Exports a subset of data from a relational database
Project description
pycopyql
Exports a subset of data from a relational database.
Inspired by copyql. ❤️
Installation
Use pip.
pip install pycopyql
Usage
pycopyql [-h] [-c CONFIG] [-f FORMAT] connection output query [query ...]
-h: Shows usage information-c: Path to a configuration file, defaults to./pycopyql.py-f: Output format,sqlandjsonare supported, defaults tosqlconnection: Name of the connection to use, defined in the configuration fileoutput: Path to output filequery: One or more query strings (delimited by spaces) of the formatTABLE.COLUMN:VALUE(e.g.accounts.id:1)
Example:
pycopyql -c ./path/to/pycopyql.py -f json my_connection path/to/output.sql accounts.id:1 users.id:2
Configuration
pycopyql uses a Python file for configuration. It looks like this.
# pycopyql.py
config = {
'connections': {
'my_connection': {
'drivername': 'mysql+mysqlconnector',
'username': 'myuser',
'password': 'mypassword',
'host': 'localhost',
'port': 3306,
'database': 'mydatabase',
}
}
}
The file must define a config variable that is assigned a dictionary. That dictionary must have a 'connections' key that is likewise assigned a dictionary.

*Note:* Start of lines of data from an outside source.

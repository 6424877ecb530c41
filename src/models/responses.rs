use serde::{Deserialize, Serialize};
use crate::models::domain::{Listing, MatchResult};

/// Response for find matches endpoint
#[derive(Debug, Clone, Serialize, Deserialize)]
pub struct FindMatchesResponse {
    pub request_id: String,
    pub matches: Vec<MatchResult>,
    pub total_results: usize,
    /// How many catalog listings were scored before the cap stopped the scan
    pub examined: usize,
}

/// Catalog listing response
#[derive(Debug, Clone, Serialize, Deserialize)]
pub struct ListingsResponse {
    pub listings: Vec<Listing>,
    pub total: usize,
}

/// Health check response
#[derive(Debug, Clone, Serialize, Deserialize)]
pub struct HealthResponse {
    pub status: String,
    pub version: String,
    pub timestamp: chrono::DateTime<chrono::Utc>,
    pub listings: usize,
}

/// Error response
#[derive(Debug, Clone, Serialize, Deserialize)]
pub struct ErrorResponse {
    pub error: String,
    pub message: String,
    pub status_code: u16,
}
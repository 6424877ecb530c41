use crate::models::Listing;
use std::path::{Path, PathBuf};
use std::sync::Arc;
use thiserror::Error;

/// Errors that can occur when loading the listing catalog
#[derive(Debug, Error)]
pub enum CatalogError {
    #[error("Failed to read catalog {path}: {source}")]
    Io {
        path: PathBuf,
        #[source]
        source: std::io::Error,
    },

    #[error("Invalid catalog JSON: {0}")]
    Parse(#[from] serde_json::Error),
}

/// In-memory listing catalog
///
/// Listings are loaded once and shared read-only; cloning the catalog only
/// bumps a reference count.
#[derive(Debug, Clone, Default)]
pub struct ListingCatalog {
    listings: Arc<Vec<Listing>>,
}

impl ListingCatalog {
    pub fn new(listings: Vec<Listing>) -> Self {
        Self {
            listings: Arc::new(listings),
        }
    }

    /// Load a catalog from a JSON array of listings
    pub async fn load<P: AsRef<Path>>(path: P) -> Result<Self, CatalogError> {
        let path = path.as_ref();
        let bytes = tokio::fs::read(path)
            .await
            .map_err(|source| CatalogError::Io {
                path: path.to_path_buf(),
                source,
            })?;

        let catalog = Self::from_json(&bytes)?;
        tracing::info!("Loaded {} listings from {}", catalog.len(), path.display());
        Ok(catalog)
    }

    /// Parse a catalog from JSON bytes
    pub fn from_json(bytes: &[u8]) -> Result<Self, CatalogError> {
        let listings: Vec<Listing> = serde_json::from_slice(bytes)?;
        Ok(Self::new(listings))
    }

    pub fn listings(&self) -> &[Listing] {
        &self.listings
    }

    pub fn len(&self) -> usize {
        self.listings.len()
    }

    pub fn is_empty(&self) -> bool {
        self.listings.is_empty()
    }
}
use thiserror::Error;

/// Full marks for a value inside the perfect range
pub const PERFECT_SCORE: f64 = 100.0;

/// Why a dimension could not be scored
///
/// None of these reach the caller: the dimension simply scores 0.
#[derive(Debug, Clone, Copy, PartialEq, Eq, Error)]
pub enum ScoreError {
    #[error("requirement has no {0} bounds")]
    MissingBound(&'static str),

    #[error("{0} value is missing or not a finite number")]
    MalformedValue(&'static str),
}

/// Requirement bounds after the single-bound fallback
#[derive(Debug, Clone, Copy, PartialEq)]
pub struct Bounds {
    pub lower: f64,
    pub upper: f64,
}

impl Bounds {
    /// Resolve an optional min/max pair
    ///
    /// A lone bound stands in for the missing one. Inverted pairs are kept
    /// as given.
    pub fn resolve<T>(
        dimension: &'static str,
        min: Option<T>,
        max: Option<T>,
    ) -> Result<Self, ScoreError>
    where
        T: Into<f64> + Copy,
    {
        let (lower, upper) = match (min, max) {
            (Some(lo), Some(hi)) => (lo.into(), hi.into()),
            (Some(only), None) | (None, Some(only)) => (only.into(), only.into()),
            (None, None) => return Err(ScoreError::MissingBound(dimension)),
        };

        if !lower.is_finite() || !upper.is_finite() {
            return Err(ScoreError::MalformedValue(dimension));
        }

        Ok(Self { lower, upper })
    }

    /// Degenerate band around a single point
    pub fn point(center: f64) -> Self {
        Self {
            lower: center,
            upper: center,
        }
    }

    pub fn midpoint(&self) -> f64 {
        (self.lower + self.upper) / 2.0
    }

    /// Widen both ends by `margin`, clamping the low end at zero
    fn widen(&self, margin: f64) -> (f64, f64) {
        ((self.lower - margin).max(0.0), self.upper + margin)
    }
}

/// Band widths for one dimension
#[derive(Debug, Clone, Copy, PartialEq)]
pub struct BandPolicy {
    /// Half-width added to the bounds for the 100-point range
    pub perfect: f64,
    /// Half-width added to the bounds for the non-zero range
    pub acceptable: f64,
    /// Score awarded at the acceptable edge
    pub floor: f64,
}

/// Score `value` against `bounds` using a three-zone banded policy
///
/// Inside the perfect range the score is 100, outside the acceptable range
/// it is 0, and in between it falls linearly from 100 to `policy.floor`.
/// A zero-width band between the two ranges counts as perfect.
pub fn banded_score(value: f64, bounds: Bounds, policy: BandPolicy) -> f64 {
    if !value.is_finite() {
        return 0.0;
    }

    let (perfect_min, perfect_max) = bounds.widen(policy.perfect);
    if perfect_min <= value && value <= perfect_max {
        return PERFECT_SCORE;
    }

    let (acceptable_min, acceptable_max) = bounds.widen(policy.acceptable);

    let (gap, width) = if value > perfect_max && value <= acceptable_max {
        (value - perfect_max, acceptable_max - perfect_max)
    } else if value < perfect_min && value >= acceptable_min {
        (perfect_min - value, perfect_min - acceptable_min)
    } else {
        return 0.0;
    };

    if width <= 0.0 {
        return PERFECT_SCORE;
    }

    let score = PERFECT_SCORE - (gap / width) * (PERFECT_SCORE - policy.floor);
    score.max(policy.floor)
}
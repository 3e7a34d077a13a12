//! Entity spawn factories for the dive site.
//!
//! Obstacles from the config are spawned as-is; scattered rocks are placed by
//! the seeded RNG, clear of the spawn point and of every photo target.

use hecs::World;
use log::{debug, warn};
use rand::Rng;
use rand_chacha::ChaCha8Rng;

use bathy_core::components::{Obstacle, ObstacleShape};
use bathy_core::config::DiveConfig;
use bathy_core::constants::*;
use bathy_core::enums::ObstacleKind;
use bathy_core::types::DVec2;

/// Placement attempts per requested rock before giving up.
const SCATTER_ATTEMPTS_PER_ROCK: u32 = 20;

/// Spawn every obstacle of the dive site.
pub fn setup_site(world: &mut World, config: &DiveConfig, rng: &mut ChaCha8Rng) {
    for obstacle in &config.obstacles {
        spawn_obstacle(world, obstacle.clone());
    }

    let placed = scatter_rocks(world, config, rng);
    debug!(
        "dive site ready: {} obstacles, {} scattered rocks",
        config.obstacles.len(),
        placed
    );
}

pub fn spawn_obstacle(world: &mut World, obstacle: Obstacle) -> hecs::Entity {
    world.spawn((obstacle,))
}

/// Place up to `config.scattered_rocks` point rocks. Returns how many fit.
pub fn scatter_rocks(world: &mut World, config: &DiveConfig, rng: &mut ChaCha8Rng) -> u32 {
    let wanted = config.scattered_rocks;
    let spawn = DVec2::ZERO;
    let targets: Vec<DVec2> = config
        .mission
        .targets
        .iter()
        .map(|t| DVec2::new(t.x, t.z))
        .collect();

    let max_attempts = wanted.saturating_mul(SCATTER_ATTEMPTS_PER_ROCK);
    let mut placed = 0;
    let mut attempts = 0;
    while placed < wanted && attempts < max_attempts {
        attempts += 1;

        let x: f64 = rng.gen_range(-SCATTER_EXTENT..SCATTER_EXTENT);
        let z: f64 = rng.gen_range(-SCATTER_EXTENT..SCATTER_EXTENT);
        let size: f64 = rng.gen_range(SCATTER_ROCK_SIZE.0..SCATTER_ROCK_SIZE.1);
        let position = DVec2::new(x, z);

        let clearance = SCATTER_CLEARANCE + size;
        if position.distance(spawn) < clearance
            || targets.iter().any(|t| position.distance(*t) < clearance)
        {
            continue;
        }

        placed += 1;
        spawn_obstacle(
            world,
            Obstacle {
                name: format!("Rock {}", placed),
                kind: ObstacleKind::Rock,
                shape: ObstacleShape::Point { position, size },
            },
        );
    }

    if placed < wanted {
        warn!("only {} of {} scattered rocks fit the site", placed, wanted);
    }
    placed
}
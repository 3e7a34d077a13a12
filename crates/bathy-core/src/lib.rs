//! Core types and definitions for the Bathy dive simulation.
//!
//! This crate defines the vocabulary shared across all other crates:
//! components, commands, configuration, state snapshots, events, errors
//! and constants. It has no dependency on any host engine or runtime.

pub mod commands;
pub mod components;
pub mod config;
pub mod constants;
pub mod enums;
pub mod error;
pub mod events;
pub mod state;
pub mod types;

#[cfg(test)]
mod tests;
//! Error types surfaced at the simulation boundary.
//!
//! Gameplay rejections (blocked moves, missed photos) are not errors; they are
//! ordinary return values. These enums cover programmer mistakes, calls made
//! after the mission has ended, and bad configuration.

use std::fmt;

use crate::enums::MissionOutcome;

/// A malformed helm command.
#[derive(Debug, Clone, PartialEq)]
pub enum CommandError {
    /// The direction token is not one of Forward/Backward/Left/Right.
    InvalidDirection(String),
    /// The time step is zero, negative, or not finite.
    InvalidTimeStep(f64),
    /// A heading vector with no length.
    DegenerateHeading,
}

impl fmt::Display for CommandError {
    fn fmt(&self, f: &mut fmt::Formatter<'_>) -> fmt::Result {
        match self {
            CommandError::InvalidDirection(token) => {
                write!(f, "invalid direction token {:?}", token)
            }
            CommandError::InvalidTimeStep(dt) => write!(f, "invalid time step {}", dt),
            CommandError::DegenerateHeading => write!(f, "heading vector has zero length"),
        }
    }
}

impl std::error::Error for CommandError {}

/// A capture attempt the mission tracker refused to evaluate.
#[derive(Debug, Clone, Copy, PartialEq, Eq)]
pub enum CaptureError {
    /// The mission already reached the given terminal outcome.
    AlreadyTerminal(MissionOutcome),
}

impl fmt::Display for CaptureError {
    fn fmt(&self, f: &mut fmt::Formatter<'_>) -> fmt::Result {
        match self {
            CaptureError::AlreadyTerminal(outcome) => {
                write!(f, "mission already ended ({:?})", outcome)
            }
        }
    }
}

impl std::error::Error for CaptureError {}

/// Configuration validation error.
#[derive(Debug, Clone, PartialEq)]
pub enum ConfigError {
    /// The JSON document could not be parsed.
    Parse(String),
    /// A numeric field is outside its accepted range.
    OutOfRange { field: &'static str, value: f64 },
    /// The mission lists no photo targets.
    NoTargets,
    /// A target has a non-finite coordinate or a non-positive radius.
    InvalidTarget { index: usize },
    /// An obstacle has a non-finite or non-positive dimension.
    InvalidObstacle { index: usize },
}

impl fmt::Display for ConfigError {
    fn fmt(&self, f: &mut fmt::Formatter<'_>) -> fmt::Result {
        match self {
            ConfigError::Parse(msg) => write!(f, "config parse error: {}", msg),
            ConfigError::OutOfRange { field, value } => {
                write!(f, "{} out of range: {}", field, value)
            }
            ConfigError::NoTargets => write!(f, "mission has no photo targets"),
            ConfigError::InvalidTarget { index } => write!(f, "target #{} is invalid", index),
            ConfigError::InvalidObstacle { index } => {
                write!(f, "obstacle #{} is invalid", index)
            }
        }
    }
}

impl std::error::Error for ConfigError {}

impl From<serde_json::Error> for ConfigError {
    fn from(e: serde_json::Error) -> Self {
        ConfigError::Parse(e.to_string())
    }
}
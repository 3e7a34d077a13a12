use crate::commands::PlayerCommand;
use crate::components::{Contact, ObstacleShape};
use crate::config::{validate_targets, DiveConfig, TargetSpec};
use crate::constants::*;
use crate::enums::*;
use crate::error::{CommandError, ConfigError};
use crate::events::SimEvent;
use crate::types::{bearing_deg, starboard, DVec2, SimTime};

// ---- Direction tokens ----

#[test]
fn test_direction_tokens_parse() {
    for d in Direction::ALL {
        let parsed: Direction = d.to_string().parse().unwrap();
        assert_eq!(parsed, d);
    }
}

#[test]
fn test_direction_bad_token_is_invalid_command() {
    let err = "Up".parse::<Direction>().unwrap_err();
    assert_eq!(err, CommandError::InvalidDirection("Up".into()));

    // Tokens are case-sensitive, as wired on the panel buttons.
    assert!("forward".parse::<Direction>().is_err());
}

#[test]
fn test_lateral_directions() {
    assert!(Direction::Left.is_lateral());
    assert!(Direction::Right.is_lateral());
    assert!(!Direction::Forward.is_lateral());
    assert!(!Direction::Backward.is_lateral());
}

// ---- Geometry helpers ----

#[test]
fn test_starboard_of_default_heading_is_plus_x() {
    assert_eq!(starboard(DVec2::Y), DVec2::X);
    assert_eq!(starboard(DVec2::X), DVec2::new(0.0, -1.0));
}

#[test]
fn test_bearing_convention() {
    let origin = DVec2::ZERO;
    assert!((bearing_deg(origin, DVec2::new(10.0, 0.0)) - 0.0).abs() < 1e-9);
    assert!((bearing_deg(origin, DVec2::new(0.0, 10.0)) - 90.0).abs() < 1e-9);
    assert!((bearing_deg(origin, DVec2::new(-10.0, 0.0)) - 180.0).abs() < 1e-9);
    assert!((bearing_deg(origin, DVec2::new(0.0, -10.0)) - 270.0).abs() < 1e-9);
}

#[test]
fn test_contact_from_surface_normal_flips() {
    let c = Contact::from_surface_normal(7, DVec2::new(0.0, -1.0), true);
    assert_eq!(c.key, 7);
    assert_eq!(c.normal, DVec2::new(0.0, 1.0));
    assert!(c.ongoing);
}

#[test]
fn test_sim_time_advance() {
    let mut t = SimTime::default();
    for _ in 0..TICK_RATE {
        t.advance();
    }
    assert_eq!(t.tick, TICK_RATE as u64);
    assert!((t.elapsed_secs - 1.0).abs() < 1e-9);
}

#[test]
fn test_mission_outcome_terminal() {
    assert!(!MissionOutcome::InProgress.is_terminal());
    assert!(MissionOutcome::Failed.is_terminal());
    assert!(MissionOutcome::Won.is_terminal());
}

// ---- Config ----

#[test]
fn test_minimal_config_fills_defaults() {
    let json = r#"{ "mission": { "targets": [ { "x": 10.0, "z": 10.0 } ] } }"#;
    let config = DiveConfig::from_json(json).unwrap();

    assert_eq!(config.mission.targets.len(), 1);
    assert_eq!(config.mission.targets[0].radius, TARGET_DEFAULT_RADIUS);
    assert_eq!(config.mission.max_fails, MISSION_MAX_FAILS);
    assert_eq!(config.vessel.max_speed, VESSEL_MAX_SPEED);
    assert_eq!(config.vessel.stop_mode, StopMode::Emergency);
    assert_eq!(config.hull.max_health, HULL_MAX_HEALTH);
    assert_eq!(config.seed, 42);
}

#[test]
fn test_config_without_targets_is_rejected() {
    let err = DiveConfig::from_json("{}").unwrap_err();
    assert_eq!(err, ConfigError::NoTargets);
}

#[test]
fn test_config_parse_error() {
    let err = DiveConfig::from_json("{ not json").unwrap_err();
    assert!(matches!(err, ConfigError::Parse(_)));
}

#[test]
fn test_config_rejects_bad_vessel_tuning() {
    let json = r#"{
        "vessel": { "max_speed": -1.0 },
        "mission": { "targets": [ { "x": 0.0, "z": 0.0 } ] }
    }"#;
    let err = DiveConfig::from_json(json).unwrap_err();
    assert_eq!(
        err,
        ConfigError::OutOfRange {
            field: "vessel.max_speed",
            value: -1.0
        }
    );
}

#[test]
fn test_config_caps_scattered_rocks() {
    let mut config = DiveConfig::default();
    config.mission.targets = vec![TargetSpec::new(0.0, 0.0, 5.0)];
    config.scattered_rocks = MAX_SCATTERED_ROCKS;
    assert!(config.validate().is_ok());

    config.scattered_rocks = 300_000_000;
    assert_eq!(
        config.validate(),
        Err(ConfigError::OutOfRange {
            field: "scattered_rocks",
            value: 300_000_000.0
        })
    );
}

#[test]
fn test_validate_targets() {
    let good = vec![TargetSpec::new(1.0, 2.0, 5.0)];
    assert!(validate_targets(&good, 3).is_ok());

    assert!(matches!(
        validate_targets(&good, 0),
        Err(ConfigError::OutOfRange {
            field: "mission.max_fails",
            ..
        })
    ));

    let bad_radius = vec![TargetSpec::new(1.0, 2.0, 5.0), TargetSpec::new(0.0, 0.0, 0.0)];
    assert_eq!(
        validate_targets(&bad_radius, 3),
        Err(ConfigError::InvalidTarget { index: 1 })
    );

    let nan = vec![TargetSpec::new(f64::NAN, 0.0, 1.0)];
    assert_eq!(
        validate_targets(&nan, 3),
        Err(ConfigError::InvalidTarget { index: 0 })
    );
}

#[test]
fn test_obstacle_json_shapes() {
    let json = r#"{
        "mission": { "targets": [ { "x": 0.0, "z": 0.0 } ] },
        "obstacles": [
            { "name": "North Wall", "shape": "Line", "start": [-50.0, 50.0], "end": [50.0, 50.0], "thickness": 1.0 },
            { "name": "Boulder", "kind": "Rock", "shape": "Point", "position": [5.0, 5.0], "size": 2.0 },
            { "name": "Hulk", "kind": "Wreck", "shape": "Rectangle", "center": [20.0, 0.0], "dimensions": [10.0, 4.0], "rotation_deg": 30.0 }
        ]
    }"#;
    let config = DiveConfig::from_json(json).unwrap();
    assert_eq!(config.obstacles.len(), 3);
    assert_eq!(config.obstacles[0].kind, ObstacleKind::Wall);
    assert!(matches!(config.obstacles[0].shape, ObstacleShape::Line { .. }));
    assert_eq!(config.obstacles[1].kind, ObstacleKind::Rock);
    match config.obstacles[2].shape {
        ObstacleShape::Rectangle { rotation_deg, .. } => assert_eq!(rotation_deg, 30.0),
        other => panic!("expected rectangle, got {:?}", other),
    }
}

#[test]
fn test_degenerate_obstacle_is_rejected() {
    let json = r#"{
        "mission": { "targets": [ { "x": 0.0, "z": 0.0 } ] },
        "obstacles": [
            { "name": "Flat", "shape": "Rectangle", "center": [0.0, 0.0], "dimensions": [0.0, 4.0] }
        ]
    }"#;
    assert_eq!(
        DiveConfig::from_json(json).unwrap_err(),
        ConfigError::InvalidObstacle { index: 0 }
    );
}

// ---- Wire format ----

#[test]
fn test_player_command_wire_format() {
    let cmd: PlayerCommand =
        serde_json::from_str(r#"{ "type": "PressControl", "direction": "Left" }"#).unwrap();
    assert_eq!(
        cmd,
        PlayerCommand::PressControl {
            direction: Direction::Left
        }
    );

    let bad = serde_json::from_str::<PlayerCommand>(
        r#"{ "type": "PressControl", "direction": "Sideways" }"#,
    );
    assert!(bad.is_err(), "unknown direction tokens must not deserialize");
}

#[test]
fn test_sim_event_is_tagged() {
    let json = serde_json::to_string(&SimEvent::MissionWon).unwrap();
    assert_eq!(json, r#"{"type":"MissionWon"}"#);

    let json = serde_json::to_string(&SimEvent::BlockedFeedback {
        severity: FeedbackSeverity::Bump,
    })
    .unwrap();
    assert!(json.contains(r#""severity":"Bump""#));
}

Within 'connections', each key-value pair represents the configuration for a single database connection. The key is a name used to reference the connection when invoking pycopyql.
Under the hood, pycopyql uses the popular SQLAlchemy library. Most settings for each connection correspond to the settings used for SQLAlchemy URLs.
Resolvers
A resolver in pycopyql is a function that receives the names of a table and a column contained in that table and returns a list of table-column pairs related to the specified table-column pair that pycopyql will then search for data to include in its output.
Let's take a look at an example of a resolver that's bundled with pycopyql.
❯ python3
Python 3.7.0 (default, Jun 29 2018, 20:14:27)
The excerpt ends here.